• TASK DIRECTIONS: Set down the entries exactly. No line may differ from its source.

• RECORDS PROVIDED:
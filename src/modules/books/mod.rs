pub mod memory;
pub mod models;
pub mod postgres;
pub mod routes;
pub mod store;

pub use memory::MemoryBookStore;
pub use models::{Book, NewBook};
pub use postgres::PgBookStore;
pub use store::{BookStore, SharedStore};

use anyhow::Context;
use async_trait::async_trait;
use axum::Router;
use bookshelf_kernel::{InitCtx, Module};
use serde_json::json;
use utoipa::PartialSchema;

/// Books module: CRUD over the `books` table through an injected [`BookStore`].
pub struct BooksModule {
    store: SharedStore,
}

impl BooksModule {
    pub fn new(store: SharedStore) -> Self {
        Self { store }
    }
}

#[async_trait]
impl Module for BooksModule {
    fn name(&self) -> &'static str {
        "books"
    }

    fn base_path(&self) -> Option<String> {
        None
    }

    async fn init(&self, ctx: &InitCtx<'_>) -> anyhow::Result<()> {
        self.store
            .ping()
            .await
            .context("book store is not reachable")?;

        tracing::info!(
            module = self.name(),
            environment = ?ctx.settings.environment,
            backend = ?ctx.settings.database.backend,
            "books module initialized"
        );
        Ok(())
    }

    fn routes(&self) -> Router {
        routes::router(self.store.clone())
    }

    fn openapi(&self) -> Option<serde_json::Value> {
        let book_schema = serde_json::to_value(Book::schema()).ok()?;
        let new_book_schema = serde_json::to_value(NewBook::schema()).ok()?;

        let error = |description: &str| {
            json!({
                "description": description,
                "content": {
                    "application/json": {
                        "schema": { "$ref": "#/components/schemas/ErrorResponse" }
                    }
                }
            })
        };
        let integer = |description: &str| {
            json!({
                "description": description,
                "content": { "application/json": { "schema": { "type": "integer" } } }
            })
        };
        let id_param = json!({
            "name": "id",
            "in": "path",
            "required": true,
            "schema": { "type": "integer" }
        });

        Some(json!({
            "paths": {
                "/books": {
                    "get": {
                        "summary": "List books",
                        "tags": ["Books"],
                        "responses": {
                            "200": {
                                "description": "All books",
                                "content": {
                                    "application/json": {
                                        "schema": {
                                            "type": "array",
                                            "items": { "$ref": "#/components/schemas/Book" }
                                        }
                                    }
                                }
                            },
                            "500": error("Internal server error"),
                            "503": error("Storage unavailable")
                        }
                    },
                    "post": {
                        "summary": "Create a book",
                        "tags": ["Books"],
                        "requestBody": {
                            "required": true,
                            "content": {
                                "application/json": {
                                    "schema": { "$ref": "#/components/schemas/NewBook" }
                                }
                            }
                        },
                        "responses": {
                            "200": integer("Id assigned to the new book"),
                            "400": error("Malformed body"),
                            "422": error("Missing or mistyped fields"),
                            "503": error("Storage unavailable")
                        }
                    },
                    "put": {
                        "summary": "Replace a book",
                        "tags": ["Books"],
                        "requestBody": {
                            "required": true,
                            "content": {
                                "application/json": {
                                    "schema": { "$ref": "#/components/schemas/Book" }
                                }
                            }
                        },
                        "responses": {
                            "200": integer("Rows affected, 0 when the id does not exist"),
                            "400": error("Malformed body"),
                            "422": error("Missing or mistyped fields"),
                            "503": error("Storage unavailable")
                        }
                    }
                },
                "/books/{id}": {
                    "get": {
                        "summary": "Get a book",
                        "tags": ["Books"],
                        "parameters": [id_param.clone()],
                        "responses": {
                            "200": {
                                "description": "The book",
                                "content": {
                                    "application/json": {
                                        "schema": { "$ref": "#/components/schemas/Book" }
                                    }
                                }
                            },
                            "400": error("Id is not an integer"),
                            "404": error("Book not found"),
                            "503": error("Storage unavailable")
                        }
                    },
                    "delete": {
                        "summary": "Delete a book",
                        "tags": ["Books"],
                        "parameters": [id_param],
                        "responses": {
                            "200": integer("Rows affected, 0 when the id does not exist"),
                            "400": error("Id is not an integer"),
                            "503": error("Storage unavailable")
                        }
                    }
                }
            },
            "components": {
                "schemas": {
                    "Book": book_schema,
                    "NewBook": new_book_schema
                }
            }
        }))
    }

    async fn stop(&self) -> anyhow::Result<()> {
        self.store.close().await;
        tracing::info!(module = self.name(), "books module stopped");
        Ok(())
    }
}

/// Create a new instance of the books module
pub fn create_module(store: SharedStore) -> std::sync::Arc<dyn Module> {
    std::sync::Arc::new(BooksModule::new(store))
}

• RESULT BELOW:
filename src/modules/books/mod.rs
pub mod memory;
pub mod models;
pub mod postgres;
pub mod routes;
pub mod store;

pub use memory::MemoryBookStore;
pub use models::{Book, NewBook};
pub use postgres::PgBookStore;
pub use store::{BookStore, SharedStore};

use anyhow::Context;
use async_trait::async_trait;
use axum::Router;
use bookshelf_kernel::{InitCtx, Module};
use serde_json::json;
use utoipa::PartialSchema;

/// Books module: CRUD over the `books` table through an injected [`BookStore`].
pub struct BooksModule {
    store: SharedStore,
}

impl BooksModule {
    pub fn new(store: SharedStore) -> Self {
        Self { store }
    }
}

#[async_trait]
impl Module for BooksModule {
    fn name(&self) -> &'static str {
        "books"
    }

    fn base_path(&self) -> Option<String> {
        None
    }

    async fn init(&self, ctx: &InitCtx<'_>) -> anyhow::Result<()> {
        self.store
            .ping()
            .await
            .context("book store is not reachable")?;

        tracing::info!(
            module = self.name(),
            environment = ?ctx.settings.environment,
            backend = ?ctx.settings.database.backend,
            "books module initialized"
        );
        Ok(())
    }

    fn routes(&self) -> Router {
        routes::router(self.store.clone())
    }

    fn openapi(&self) -> Option<serde_json::Value> {
        let book_schema = serde_json::to_value(Book::schema()).ok()?;
        let new_book_schema = serde_json::to_value(NewBook::schema()).ok()?;

        let error = |description: &str| {
            json!({
                "description": description,
                "content": {
                    "application/json": {
                        "schema": { "$ref": "#/components/schemas/ErrorResponse" }
                    }
                }
            })
        };
        let integer = |description: &str| {
            json!({
                "description": description,
                "content": { "application/json": { "schema": { "type": "integer" } } }
            })
        };
        let id_param = json!({
            "name": "id",
            "in": "path",
            "required": true,
            "schema": { "type": "integer" }
        });

        Some(json!({
            "paths": {
                "/books": {
                    "get": {
                        "summary": "List books",
                        "tags": ["Books"],
                        "responses": {
                            "200": {
                                "description": "All books",
                                "content": {
                                    "application/json": {
                                        "schema": {
                                            "type": "array",
                                            "items": { "$ref": "#/components/schemas/Book" }
                                        }
                                    }
                                }
                            },
                            "500": error("Internal server error"),
                            "503": error("Storage unavailable")
                        }
                    },
                    "post": {
                        "summary": "Create a book",
                        "tags": ["Books"],
                        "requestBody": {
                            "required": true,
                            "content": {
                                "application/json": {
                                    "schema": { "$ref": "#/components/schemas/NewBook" }
                                }
                            }
                        },
                        "responses": {
                            "200": integer("Id assigned to the new book"),
                            "400": error("Malformed body"),
                            "422": error("Missing or mistyped fields"),
                            "503": error("Storage unavailable")
                        }
                    },
                    "put": {
                        "summary": "Replace a book",
                        "tags": ["Books"],
                        "requestBody": {
                            "required": true,
                            "content": {
                                "application/json": {
                                    "schema": { "$ref": "#/components/schemas/Book" }
                                }
                            }
                        },
                        "responses": {
                            "200": integer("Rows affected, 0 when the id does not exist"),
                            "400": error("Malformed body"),
                            "422": error("Missing or mistyped fields"),
                            "503": error("Storage unavailable")
                        }
                    }
                },
                "/books/{id}": {
                    "get": {
                        "summary": "Get a book",
                        "tags": ["Books"],
                        "parameters": [id_param.clone()],
                        "responses": {
                            "200": {
                                "description": "The book",
                                "content": {
                                    "application/json": {
                                        "schema": { "$ref": "#/components/schemas/Book" }
                                    }
                                }
                            },
                            "400": error("Id is not an integer"),
                            "404": error("Book not found"),
                            "503": error("Storage unavailable")
                        }
                    },
                    "delete": {
                        "summary": "Delete a book",
                        "tags": ["Books"],
                        "parameters": [id_param],
                        "responses": {
                            "200": integer("Rows affected, 0 when the id does not exist"),
                            "400": error("Id is not an integer"),
                            "503": error("Storage unavailable")
                        }
                    }
                }
            },
            "components": {
                "schemas": {
                    "Book": book_schema,
                    "NewBook": new_book_schema
                }
            }
        }))
    }

    async fn stop(&self) -> anyhow::Result<()> {
        self.store.close().await;
        tracing::info!(module = self.name(), "books module stopped");
        Ok(())
    }
}

/// Create a new instance of the books module
pub fn create_module(store: SharedStore) -> std::sync::Arc<dyn Module> {
    std::sync::Arc::new(BooksModule::new(store))
}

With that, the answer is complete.